TASK INSTRUCTIONS: Your answer should hold every line of the records below that contains the string "ReportRenderer".
━━━━━━━━━━━━━━━━
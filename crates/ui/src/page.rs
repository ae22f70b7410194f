use dioxus::prelude::*;

#[derive(Props, Clone, PartialEq)]
struct ReportPageProps {
    title: String,
    body: String,
    footer: String,
}

#[component]
fn ReportPage(props: ReportPageProps) -> Element {
    rsx! {
        head {
            meta { charset: "utf-8" }
            title { "{props.title}" }
        }
        body {
            main { class: "report", dangerous_inner_html: "{props.body}" }
            div { class: "page-footer", dangerous_inner_html: "{props.footer}" }
        }
    }
}

/// Wrap an already rendered report fragment and its footer scripts into a
/// standalone HTML document. The title is escaped; body and footer are
/// inserted as-is.
///
/// `rsx!` has no root `html` element, so the document element is added
/// around the rendered `head` and `body`.
#[must_use]
pub fn render_page(title: &str, body: &str, footer: &str) -> String {
    let mut dom = VirtualDom::new_with_props(
        ReportPage,
        ReportPageProps {
            title: title.to_string(),
            body: body.to_string(),
            footer: footer.to_string(),
        },
    );
    dom.rebuild_in_place();
    format!("<!DOCTYPE html><html>{}</html>", dioxus_ssr::render(&dom))
}
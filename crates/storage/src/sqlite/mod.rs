use std::time::Duration;

use sqlx::{SqlitePool, sqlite::SqlitePoolOptions};
use thiserror::Error;

use crate::repository::Storage;

mod activity_repo;
mod attempt_repo;
mod mapping;
mod migrate;
mod provider_repo;

/// A render issues two reads in sequence; a small pool covers that and the
/// seed binary's writes.
const MAX_CONNECTIONS: u32 = 2;

#[derive(Clone)]
pub struct SqliteRepository {
    pool: SqlitePool,
}

#[derive(Debug, Error)]
#[non_exhaustive]
pub enum SqliteInitError {
    #[error(transparent)]
    Sqlx(#[from] sqlx::Error),
}

impl SqliteRepository {
    /// Connect to `SQLite` using the given URL.
    ///
    /// Each render is a short read after an optional seed run, so the pool
    /// stays in the default rollback journal. `busy_timeout` lets a render
    /// wait out a seed that still holds the write lock instead of failing
    /// with `SQLITE_BUSY`.
    ///
    /// # Errors
    ///
    /// Returns `SqliteInitError` if the connection cannot be established or if
    /// enforcing foreign key constraints fails during setup.
    pub async fn connect(database_url: &str) -> Result<Self, SqliteInitError> {
        let pool = SqlitePoolOptions::new()
            .max_connections(MAX_CONNECTIONS)
            .acquire_timeout(Duration::from_secs(5))
            .after_connect(|conn, _meta| {
                Box::pin(async move {
                    sqlx::query("PRAGMA foreign_keys = ON;")
                        .execute(&mut *conn)
                        .await?;
                    sqlx::query("PRAGMA busy_timeout = 5000;")
                        .execute(&mut *conn)
                        .await?;
                    Ok(())
                })
            })
            .connect(database_url)
            .await?;
        tracing::debug!(database_url, "connected to sqlite");
        Ok(Self { pool })
    }

    #[must_use]
    pub fn pool(&self) -> &SqlitePool {
        &self.pool
    }

    /// Create tables if they do not exist.
    ///
    /// # Errors
    ///
    /// Returns `SqliteInitError` if migration queries fail.
    pub async fn migrate(&self) -> Result<(), SqliteInitError> {
        migrate::run_migrations(&self.pool).await
    }
}

impl Storage {
    /// Build a `Storage` backed by `SQLite`.
    ///
    /// # Errors
    ///
    /// Returns `SqliteInitError` if connection or migrations cannot be
    /// completed.
    pub async fn sqlite(database_url: &str) -> Result<Self, SqliteInitError> {
        let repo = SqliteRepository::connect(database_url).await?;
        repo.migrate().await?;
        Ok(Self::from_repository(repo))
    }
}

#[cfg(test)]
mod tests {
    use super::*;

    #[test]
    fn repository_is_send_sync() {
        fn assert_send_sync<T: Send + Sync>() {}
        assert_send_sync::<SqliteRepository>();
    }

    #[tokio::test]
    async fn connections_enforce_foreign_keys_and_wait_on_locks() {
        let repo = SqliteRepository::connect("sqlite::memory:")
            .await
            .expect("connect");

        let foreign_keys: i64 = sqlx::query_scalar("PRAGMA foreign_keys;")
            .fetch_one(repo.pool())
            .await
            .expect("foreign_keys");
        let busy_timeout: i64 = sqlx::query_scalar("PRAGMA busy_timeout;")
            .fetch_one(repo.pool())
            .await
            .expect("busy_timeout");

        assert_eq!(foreign_keys, 1);
        assert_eq!(busy_timeout, 5000);
    }
}
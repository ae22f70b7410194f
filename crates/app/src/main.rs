use std::fmt;
use std::io::Write as _;

use report_core::model::ActivityId;
use services::{OutputMode, PageRequirements, QuestionReport, RenderContext, ReportRenderer};
use storage::repository::Storage;
use tracing_subscriber::EnvFilter;
use ui::{SsrTemplates, render_page};

#[derive(Debug)]
enum ArgsError {
    MissingValue { flag: &'static str },
    UnknownArg(String),
    InvalidActivityId { raw: String },
    InvalidDbUrl { raw: String },
}

impl fmt::Display for ArgsError {
    fn fmt(&self, f: &mut fmt::Formatter<'_>) -> fmt::Result {
        match self {
            ArgsError::MissingValue { flag } => write!(f, "{flag} requires a value"),
            ArgsError::UnknownArg(arg) => write!(f, "unknown argument: {arg}"),
            ArgsError::InvalidActivityId { raw } => {
                write!(f, "invalid --activity-id value: {raw}")
            }
            ArgsError::InvalidDbUrl { raw } => write!(f, "invalid --db value: {raw}"),
        }
    }
}

impl std::error::Error for ArgsError {}

fn require_value(
    args: &mut impl Iterator<Item = String>,
    flag: &'static str,
) -> Result<String, ArgsError> {
    args.next().ok_or(ArgsError::MissingValue { flag })
}

#[derive(Debug, PartialEq)]
struct Args {
    db_url: String,
    activity_id: ActivityId,
    mode: OutputMode,
}

fn print_usage() {
    eprintln!("Usage:");
    eprintln!("  cargo run -p app -- [--db <sqlite_url>] [--activity-id <id>] [--download <format>]");
    eprintln!();
    eprintln!("Defaults:");
    eprintln!("  --db sqlite://report.sqlite3");
    eprintln!("  --activity-id 1");
    eprintln!("  no --download: interactive view");
    eprintln!();
    eprintln!("Environment:");
    eprintln!("  REPORT_DB_URL, REPORT_ACTIVITY_ID, RUST_LOG");
}

enum Parsed {
    Run(Args),
    Help,
}

impl Args {
    fn parse(
        args: &mut impl Iterator<Item = String>,
        env_db_url: Option<String>,
        env_activity_id: Option<String>,
    ) -> Result<Parsed, ArgsError> {
        let mut db_url =
            env_db_url.map_or_else(|| "sqlite://report.sqlite3".into(), normalize_sqlite_url);
        let mut activity_id = env_activity_id
            .and_then(|value| value.parse::<ActivityId>().ok())
            .unwrap_or_else(|| ActivityId::new(1));
        let mut mode = OutputMode::View;

        while let Some(arg) = args.next() {
            match arg.as_str() {
                "--db" => {
                    let value = require_value(args, "--db")?;
                    if value.trim().is_empty() {
                        return Err(ArgsError::InvalidDbUrl { raw: value });
                    }
                    db_url = normalize_sqlite_url(value);
                }
                "--activity-id" => {
                    let value = require_value(args, "--activity-id")?;
                    activity_id = value
                        .parse()
                        .map_err(|_| ArgsError::InvalidActivityId { raw: value.clone() })?;
                }
                "--download" => {
                    let value = require_value(args, "--download")?;
                    mode = OutputMode::from_download_param(&value);
                }
                "--help" | "-h" => return Ok(Parsed::Help),
                _ => return Err(ArgsError::UnknownArg(arg)),
            }
        }

        Ok(Parsed::Run(Self {
            db_url,
            activity_id,
            mode,
        }))
    }
}

fn normalize_sqlite_url(raw: String) -> String {
    if raw == "sqlite::memory:" || raw.starts_with("sqlite://") {
        return raw;
    }

    let trimmed = raw.trim().to_string();
    let path_str = trimmed
        .strip_prefix("sqlite:")
        .unwrap_or(trimmed.as_str())
        .to_string();
    let path = std::path::Path::new(&path_str);
    let absolute = if path.is_absolute() {
        path.to_path_buf()
    } else {
        std::env::current_dir()
            .unwrap_or_else(|_| std::path::PathBuf::from("."))
            .join(path)
    };
    format!("sqlite://{}", absolute.display())
}

async fn run() -> Result<(), Box<dyn std::error::Error>> {
    let mut argv = std::env::args().skip(1);
    let parsed = Args::parse(
        &mut argv,
        std::env::var("REPORT_DB_URL").ok(),
        std::env::var("REPORT_ACTIVITY_ID").ok(),
    )
    .map_err(|e| {
        eprintln!("{e}");
        print_usage();
        e
    })?;
    let args = match parsed {
        Parsed::Run(args) => args,
        Parsed::Help => {
            print_usage();
            return Ok(());
        }
    };

    // Open + migrate SQLite here so the library crates never touch process config.
    prepare_sqlite_file(&args.db_url)?;
    let storage = Storage::sqlite(&args.db_url).await?;
    let target = storage.activities.get_activity(args.activity_id).await?;
    tracing::info!(
        activity_id = %args.activity_id,
        course = %target.course().short_name,
        "rendering question report"
    );

    let report = QuestionReport::new(storage.provider.clone());
    let templates = SsrTemplates::new();
    let mut page = PageRequirements::new();
    let mut body = String::new();
    {
        let mut ctx = RenderContext::new(&templates, &mut page, &mut body);
        report.display(&target, &args.mode, &mut ctx).await?;
    }

    let footer = page.render_footer()?;
    let html = render_page(&target.activity().name, &body, &footer);

    let mut stdout = std::io::stdout().lock();
    stdout.write_all(html.as_bytes())?;
    stdout.write_all(b"\n")?;
    stdout.flush()?;
    Ok(())
}

fn prepare_sqlite_file(db_url: &str) -> Result<(), Box<dyn std::error::Error>> {
    if db_url == "sqlite::memory:" {
        return Ok(());
    }

    let path = db_url
        .strip_prefix("sqlite://")
        .ok_or_else(|| ArgsError::InvalidDbUrl {
            raw: db_url.to_string(),
        })?;
    let path = path.split('?').next().unwrap_or(path);
    if path.is_empty() {
        return Err(ArgsError::InvalidDbUrl {
            raw: db_url.to_string(),
        }
        .into());
    }

    let path = std::path::Path::new(path);
    if let Some(parent) = path.parent() {
        std::fs::create_dir_all(parent)?;
    }

    if !path.exists() {
        std::fs::OpenOptions::new()
            .create(true)
            .write(true)
            .truncate(false)
            .open(path)?;
    }

    Ok(())
}

fn init_tracing() {
    let filter = EnvFilter::try_from_default_env().unwrap_or_else(|_| EnvFilter::new("info"));
    tracing_subscriber::fmt()
        .with_env_filter(filter)
        .with_writer(std::io::stderr)
        .init();
}

#[tokio::main]
async fn main() {
    init_tracing();
    if let Err(err) = run().await {
        // At this layer (binary glue), printing once is fine.
        eprintln!("{err}");
        std::process::exit(2);
    }
}
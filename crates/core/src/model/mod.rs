mod activity;
mod ids;
mod question;
mod report;
mod scores;

pub use ids::{ActivityId, CourseId, CourseModuleId, ParseIdError, UserId};

pub use activity::{
    ActivityContext, ActivityError, AttemptRecord, Course, CourseModule, InteractionRecord,
    ScormActivity,
};
pub use question::{QuestionData, QuestionSummary, ResponseTally, tally_interactions};
pub use report::{ReportViewModel, clamp_percentage, round_to_cents};
pub use scores::ScoreSet;
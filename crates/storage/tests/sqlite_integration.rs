use report_core::model::{
    ActivityContext, ActivityId, AttemptRecord, Course, CourseId, CourseModule, CourseModuleId,
    InteractionRecord, ScoreSet, ScormActivity, UserId,
};
use storage::repository::{
    ActivityRepository, AttemptRepository, InMemoryRepository, ScormDataProvider, StorageError,
};
use storage::sqlite::SqliteRepository;

async fn connect(name: &str) -> SqliteRepository {
    let url = format!("sqlite:file:{name}?mode=memory&cache=shared");
    let repo = SqliteRepository::connect(&url).await.expect("connect");
    repo.migrate().await.expect("migrate");
    repo
}

fn activity_context(id: u64) -> ActivityContext {
    ActivityContext::new(
        ScormActivity {
            id: ActivityId::new(id),
            course_id: CourseId::new(1),
            name: format!("Package {id}"),
        },
        CourseModule {
            id: CourseModuleId::new(100 + id),
            course_id: CourseId::new(1),
            activity_id: ActivityId::new(id),
        },
        Course {
            id: CourseId::new(1),
            short_name: "ONB".into(),
            full_name: "Onboarding".into(),
        },
    )
    .unwrap()
}

fn interactions() -> Vec<InteractionRecord> {
    let rows = [
        (1, "q1", "Paris", true),
        (2, "q1", "Lyon", false),
        (3, "q1", "Paris", true),
        (1, "q2", "4", true),
        (2, "q2", "5", false),
    ];
    rows.into_iter()
        .map(|(user, question, response, correct)| InteractionRecord {
            activity_id: ActivityId::new(1),
            user_id: UserId::new(user),
            attempt: 1,
            question_id: question.into(),
            description: format!("Prompt for {question}"),
            response: response.into(),
            correct,
        })
        .collect()
}

#[tokio::test]
async fn sqlite_roundtrips_activity_context() {
    let repo = connect("memdb_activity").await;
    let ctx = activity_context(1);
    repo.upsert_activity(&ctx).await.unwrap();
    repo.upsert_activity(&ctx).await.unwrap();

    let fetched = repo.get_activity(ActivityId::new(1)).await.unwrap();
    assert_eq!(fetched, ctx);

    let missing = repo.get_activity(ActivityId::new(2)).await.unwrap_err();
    assert!(matches!(missing, StorageError::NotFound));
}

#[tokio::test]
async fn sqlite_orders_scores_and_keeps_missing_entries() {
    let repo = connect("memdb_scores").await;
    let attempts = [
        (3, 1, Some(100.0)),
        (1, 2, Some(0.0)),
        (1, 1, Some(55.5)),
        (2, 1, None),
    ];
    for (user, attempt, score) in attempts {
        repo.record_attempt(&AttemptRecord {
            activity_id: ActivityId::new(1),
            user_id: UserId::new(user),
            attempt,
            score,
        })
        .await
        .unwrap();
    }

    let scores = repo.user_scores(ActivityId::new(1)).await.unwrap();
    assert_eq!(
        scores,
        ScoreSet::new(vec![Some(55.5), Some(0.0), None, Some(100.0)])
    );

    let other = repo.user_scores(ActivityId::new(9)).await.unwrap();
    assert!(other.is_empty());
}

#[tokio::test]
async fn sqlite_and_memory_agree_on_question_data() {
    let repo = connect("memdb_questions").await;
    let memory = InMemoryRepository::new();
    for row in interactions() {
        repo.record_interaction(&row).await.unwrap();
        memory.record_interaction(&row).await.unwrap();
    }

    let from_sqlite = repo.question_data(ActivityId::new(1)).await.unwrap();
    let from_memory = memory.question_data(ActivityId::new(1)).await.unwrap();
    assert_eq!(from_sqlite, from_memory);

    let questions = from_sqlite.as_value().as_array().unwrap();
    assert_eq!(questions.len(), 2);
    assert_eq!(questions[0]["question_id"], "q1");
    assert_eq!(questions[0]["answered"], 3);
    assert_eq!(questions[0]["correct"], 2);
    assert_eq!(questions[0]["responses"][1]["response"], "Paris");
    assert_eq!(questions[0]["responses"][1]["count"], 2);
}

#[tokio::test]
async fn migrations_are_idempotent() {
    let repo = connect("memdb_migrate").await;
    repo.migrate().await.expect("second migrate");

    let version: i64 = sqlx::query_scalar("SELECT MAX(version) FROM schema_migrations")
        .fetch_one(repo.pool())
        .await
        .unwrap();
    assert_eq!(version, 1);
}
#![forbid(unsafe_code)]

pub mod repository;
pub mod sqlite;

pub use repository::{
    ActivityRepository, AttemptRepository, InMemoryRepository, ScormDataProvider, Storage,
    StorageError,
};
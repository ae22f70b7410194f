pub mod page;
pub mod templates;
pub mod vm;

pub use page::render_page;
pub use templates::SsrTemplates;
mod question_report;
mod renderer;

pub use question_report::{
    DASHBOARD_SCRIPT, QUESTION_VIEW_SCRIPT, QuestionReport, REPORT_TEMPLATE,
};
pub use renderer::{OutputMode, RenderContext, ReportRenderer};
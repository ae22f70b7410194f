use report_core::model::{AttemptRecord, InteractionRecord};

use super::SqliteRepository;
use super::mapping::{conn, id_i64};
use crate::repository::{AttemptRepository, StorageError};

#[async_trait::async_trait]
impl AttemptRepository for SqliteRepository {
    async fn record_attempt(&self, attempt: &AttemptRecord) -> Result<(), StorageError> {
        sqlx::query(
            r"
                INSERT INTO scorm_attempts (activity_id, user_id, attempt, score)
                VALUES (?1, ?2, ?3, ?4)
                ON CONFLICT(activity_id, user_id, attempt) DO UPDATE SET
                    score = excluded.score
            ",
        )
        .bind(id_i64("activity_id", attempt.activity_id.value())?)
        .bind(id_i64("user_id", attempt.user_id.value())?)
        .bind(i64::from(attempt.attempt))
        .bind(attempt.score)
        .execute(&self.pool)
        .await
        .map_err(conn)?;

        Ok(())
    }

    async fn record_interaction(
        &self,
        interaction: &InteractionRecord,
    ) -> Result<(), StorageError> {
        sqlx::query(
            r"
                INSERT INTO scorm_interactions (
                    activity_id, user_id, attempt, question_id,
                    description, response, correct
                )
                VALUES (?1, ?2, ?3, ?4, ?5, ?6, ?7)
            ",
        )
        .bind(id_i64("activity_id", interaction.activity_id.value())?)
        .bind(id_i64("user_id", interaction.user_id.value())?)
        .bind(i64::from(interaction.attempt))
        .bind(&interaction.question_id)
        .bind(&interaction.description)
        .bind(&interaction.response)
        .bind(interaction.correct)
        .execute(&self.pool)
        .await
        .map_err(conn)?;

        Ok(())
    }
}
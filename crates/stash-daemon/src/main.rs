use anyhow::Result;

use stash_daemon::telemetry;

#[tokio::main]
async fn main() -> Result<()> {
    let _telemetry = telemetry::init("stash-daemon")?;
    stash_daemon::server::run().await
}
━━━━━━━━━━━━━━━━
SOLUTION FOR THIS EXERCISE:
use services::{OutputMode, PageRequirements, QuestionReport, RenderContext, ReportRenderer};
pub use renderer::{OutputMode, RenderContext, ReportRenderer};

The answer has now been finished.